▶ **Data**:
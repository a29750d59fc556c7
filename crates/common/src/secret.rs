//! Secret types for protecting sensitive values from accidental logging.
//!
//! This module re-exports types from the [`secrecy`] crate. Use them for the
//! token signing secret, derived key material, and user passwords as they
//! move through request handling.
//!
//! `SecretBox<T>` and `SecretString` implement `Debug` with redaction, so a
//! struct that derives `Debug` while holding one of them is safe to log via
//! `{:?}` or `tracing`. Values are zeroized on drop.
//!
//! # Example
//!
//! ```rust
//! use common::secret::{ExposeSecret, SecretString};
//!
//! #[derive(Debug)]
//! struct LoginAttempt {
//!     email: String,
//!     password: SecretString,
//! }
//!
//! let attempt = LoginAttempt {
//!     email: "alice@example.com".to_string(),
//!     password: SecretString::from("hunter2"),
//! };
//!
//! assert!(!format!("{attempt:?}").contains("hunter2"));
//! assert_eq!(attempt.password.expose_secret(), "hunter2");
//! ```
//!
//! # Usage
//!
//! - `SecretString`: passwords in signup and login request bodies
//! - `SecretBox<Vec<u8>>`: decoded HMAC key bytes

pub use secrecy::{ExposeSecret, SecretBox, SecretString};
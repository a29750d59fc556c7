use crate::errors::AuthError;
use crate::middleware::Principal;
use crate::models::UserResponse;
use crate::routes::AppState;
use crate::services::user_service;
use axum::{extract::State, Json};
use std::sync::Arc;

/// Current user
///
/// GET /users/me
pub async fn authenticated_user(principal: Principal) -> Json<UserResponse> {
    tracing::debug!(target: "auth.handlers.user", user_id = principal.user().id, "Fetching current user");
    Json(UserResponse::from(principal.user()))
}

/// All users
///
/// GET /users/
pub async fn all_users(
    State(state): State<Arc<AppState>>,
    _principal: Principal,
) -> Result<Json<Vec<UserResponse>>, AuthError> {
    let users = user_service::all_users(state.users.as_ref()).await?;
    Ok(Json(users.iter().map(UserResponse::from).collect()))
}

▶ **Task requirements**: Exactly as written, restate every line of the listing above.

▶ **Reply**:
repository a29750d59fc556c7
filename crates/common/src/secret.rs
//! Secret types for protecting sensitive values from accidental logging.
//!
//! This module re-exports types from the [`secrecy`] crate. Use them for the
//! token signing secret, derived key material, and user passwords as they
//! move through request handling.
//!
//! `SecretBox<T>` and `SecretString` implement `Debug` with redaction, so a
//! struct that derives `Debug` while holding one of them is safe to log via
//! `{:?}` or `tracing`. Values are zeroized on drop.
//!
//! # Example
//!
//! ```rust
//! use common::secret::{ExposeSecret, SecretString};
//!
//! #[derive(Debug)]
//! struct LoginAttempt {
//!     email: String,
//!     password: SecretString,
//! }
//!
//! let attempt = LoginAttempt {
//!     email: "alice@example.com".to_string(),
//!     password: SecretString::from("hunter2"),
//! };
//!
//! assert!(!format!("{attempt:?}").contains("hunter2"));
//! assert_eq!(attempt.password.expose_secret(), "hunter2");
//! ```
//!
//! # Usage
//!
//! - `SecretString`: passwords in signup and login request bodies
//! - `SecretBox<Vec<u8>>`: decoded HMAC key bytes

pub use secrecy::{ExposeSecret, SecretBox, SecretString};
repository a29750d59fc556c7
use crate::errors::AuthError;
use crate::middleware::Principal;
use crate::models::UserResponse;
use crate::routes::AppState;
use crate::services::user_service;
use axum::{extract::State, Json};
use std::sync::Arc;

/// Current user
///
/// GET /users/me
pub async fn authenticated_user(principal: Principal) -> Json<UserResponse> {
    tracing::debug!(target: "auth.handlers.user", user_id = principal.user().id, "Fetching current user");
    Json(UserResponse::from(principal.user()))
}

/// All users
///
/// GET /users/
pub async fn all_users(
    State(state): State<Arc<AppState>>,
    _principal: Principal,
) -> Result<Json<Vec<UserResponse>>, AuthError> {
    let users = user_service::all_users(state.users.as_ref()).await?;
    Ok(Json(users.iter().map(UserResponse::from).collect()))
}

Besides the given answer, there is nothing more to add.